--Oui, mais je suis devenue plus endurcie que j'étais alors, plus indifférente sur les conséquences que pourrait avoir une pareille escapade; je crois, d'ailleurs, que, dans son propre intérêt, il n'essaiera pas de trop m'éprouver.

--Comme de raison, Antoinette, si tu es décidée à partir, je n'ai plus rien à ajouter; mais, est-ce que tu n'es pas d'opinion qu'il vaudrait mieux braver la colère de ton père, quelle que terrible qu'elle serait d'abord, et lui faire connaître de suite votre mariage?

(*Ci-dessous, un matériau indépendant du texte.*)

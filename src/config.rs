use config::{Config, ConfigError, Environment, File};
use serde::Deserialize;
use std::path::Path;

use crate::core::{DietaryProfile, Ranker};
use crate::models::{ClassifyMode, DietaryCategory, ScoringWeights, Station};

/// Application configuration
#[derive(Debug, Clone, Default, Deserialize)]
pub struct Settings {
    #[serde(default)]
    pub dataset: DatasetSettings,
    #[serde(default)]
    pub output: OutputSettings,
    #[serde(default)]
    pub query: QuerySettings,
    #[serde(default)]
    pub scoring: ScoringSettings,
    #[serde(default)]
    pub dietary: DietarySettings,
    #[serde(default)]
    pub stations: Vec<Station>,
    #[serde(default)]
    pub logging: LoggingSettings,
}

#[derive(Debug, Clone, Deserialize)]
pub struct DatasetSettings {
    #[serde(default = "default_dataset_path")]
    pub path: String,
}

impl Default for DatasetSettings {
    fn default() -> Self {
        Self { path: default_dataset_path() }
    }
}

fn default_dataset_path() -> String { "data/venues.json".to_string() }

#[derive(Debug, Clone, Deserialize)]
pub struct OutputSettings {
    #[serde(default = "default_output_dir")]
    pub dir: String,
}

impl Default for OutputSettings {
    fn default() -> Self {
        Self { dir: default_output_dir() }
    }
}

fn default_output_dir() -> String { "dist/listings".to_string() }

#[derive(Debug, Clone, Deserialize)]
pub struct QuerySettings {
    #[serde(default = "default_radius_km")]
    pub radius_km: f64,
    #[serde(default = "default_limit")]
    pub limit: usize,
    #[serde(default = "default_top_rated_limit")]
    pub top_rated_limit: usize,
    /// `strict`, `all`, or absent to list every venue
    #[serde(default = "default_mode")]
    pub mode: Option<ClassifyMode>,
}

impl Default for QuerySettings {
    fn default() -> Self {
        Self {
            radius_km: default_radius_km(),
            limit: default_limit(),
            top_rated_limit: default_top_rated_limit(),
            mode: default_mode(),
        }
    }
}

fn default_radius_km() -> f64 { 0.6 }
fn default_limit() -> usize { 50 }
fn default_top_rated_limit() -> usize { 100 }
fn default_mode() -> Option<ClassifyMode> { Some(ClassifyMode::All) }

#[derive(Debug, Clone, Deserialize)]
pub struct ScoringSettings {
    #[serde(default)]
    pub weights: WeightsConfig,
    #[serde(default = "default_review_saturation")]
    pub review_saturation: u32,
    #[serde(default)]
    pub zero_hygiene_is_signal: bool,
}

impl Default for ScoringSettings {
    fn default() -> Self {
        Self {
            weights: WeightsConfig::default(),
            review_saturation: default_review_saturation(),
            zero_hygiene_is_signal: false,
        }
    }
}

fn default_review_saturation() -> u32 { 1000 }

#[derive(Debug, Clone, Deserialize)]
pub struct WeightsConfig {
    #[serde(default = "default_rating_weight")]
    pub rating: f64,
    #[serde(default = "default_reviews_weight")]
    pub reviews: f64,
    #[serde(default = "default_hygiene_weight")]
    pub hygiene: f64,
}

impl Default for WeightsConfig {
    fn default() -> Self {
        Self {
            rating: default_rating_weight(),
            reviews: default_reviews_weight(),
            hygiene: default_hygiene_weight(),
        }
    }
}

fn default_rating_weight() -> f64 { 0.6 }
fn default_reviews_weight() -> f64 { 0.2 }
fn default_hygiene_weight() -> f64 { 0.2 }

impl ScoringSettings {
    pub fn weights(&self) -> ScoringWeights {
        ScoringWeights {
            rating: self.weights.rating,
            reviews: self.weights.reviews,
            hygiene: self.weights.hygiene,
            review_saturation: self.review_saturation,
            zero_hygiene_is_signal: self.zero_hygiene_is_signal,
        }
    }
}

#[derive(Debug, Clone, Deserialize)]
pub struct DietarySettings {
    #[serde(default = "default_category")]
    pub category: DietaryCategory,
    /// Replaces the built-in associated cuisine list when set
    #[serde(default)]
    pub associated_cuisines: Option<Vec<String>>,
    /// Replaces the built-in exclusion term list when set
    #[serde(default)]
    pub exclusion_terms: Option<Vec<String>>,
}

impl Default for DietarySettings {
    fn default() -> Self {
        Self {
            category: default_category(),
            associated_cuisines: None,
            exclusion_terms: None,
        }
    }
}

fn default_category() -> DietaryCategory { DietaryCategory::Halal }

impl DietarySettings {
    /// Build the lookup tables, starting from the built-in halal tables
    pub fn profile(&self) -> DietaryProfile {
        let builtin = if self.category == DietaryCategory::Halal {
            DietaryProfile::halal()
        } else {
            DietaryProfile::new(self.category, Vec::new(), Vec::new())
        };

        DietaryProfile::new(
            self.category,
            self.associated_cuisines
                .clone()
                .unwrap_or(builtin.associated_cuisines),
            self.exclusion_terms.clone().unwrap_or(builtin.exclusion_terms),
        )
    }
}

#[derive(Debug, Clone, Deserialize)]
pub struct LoggingSettings {
    #[serde(default = "default_log_level")]
    pub level: String,
    #[serde(default = "default_log_format")]
    pub format: String,
}

impl Default for LoggingSettings {
    fn default() -> Self {
        Self {
            level: default_log_level(),
            format: default_log_format(),
        }
    }
}

fn default_log_level() -> String { "info".to_string() }
fn default_log_format() -> String { "json".to_string() }

impl Settings {
    /// Load configuration from file and environment variables
    ///
    /// Configuration is loaded in the following order (later overrides earlier):
    /// 1. Default values in the struct
    /// 2. Configuration file (config/default.toml)
    /// 3. Local overrides (config/local.toml)
    /// 4. Environment variables (prefixed with VENUE_RANK__)
    pub fn load() -> Result<Self, ConfigError> {
        let settings = Config::builder()
            .add_source(File::with_name("config/default").required(false))
            .add_source(File::with_name("config/local").required(false))
            // e.g., VENUE_RANK__QUERY__RADIUS_KM -> query.radius_km
            .add_source(env_source())
            .build()?;

        let settings = apply_env_overrides(settings)?;

        settings.try_deserialize()
    }

    /// Load configuration from a custom path
    pub fn load_from<P: AsRef<Path>>(path: P) -> Result<Self, ConfigError> {
        let settings = Config::builder()
            .add_source(File::from(path.as_ref()))
            .add_source(env_source())
            .build()?;

        settings.try_deserialize()
    }

    /// Ranker built from the dietary and scoring sections
    pub fn ranker(&self) -> Ranker {
        Ranker::new(self.dietary.profile(), self.scoring.weights())
    }
}

fn env_source() -> Environment {
    Environment::with_prefix("VENUE_RANK")
        .prefix_separator("__")
        .separator("__")
        .try_parsing(true)
}

/// Short environment overrides used by the site build scripts
fn apply_env_overrides(settings: Config) -> Result<Config, ConfigError> {
    use std::env;

    let mut builder = Config::builder().add_source(settings);

    if let Ok(path) = env::var("VENUES_JSON") {
        builder = builder.set_override("dataset.path", path)?;
    }
    if let Ok(dir) = env::var("LISTINGS_DIR") {
        builder = builder.set_override("output.dir", dir)?;
    }

    builder.build()
}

--Cela ne conviendrait pas du tout au Major Sternfield! répondit Antoinette en faisant entendre un rire forcé qui fit tressaillir sa cousine. Il m'a déclaré qu'il "ne pouvait se donner le luxe d'une épouse sans dot," après m'avoir fait engager sous serment de ne pas divulguer notre mariage jusqu'à ce qu'il m'en donne l'autorisation, ce qui sera probablement au dix-huitième anniversaire de ma naissance, alors que je dois entrer en possession de la fortune de ma pauvre mère.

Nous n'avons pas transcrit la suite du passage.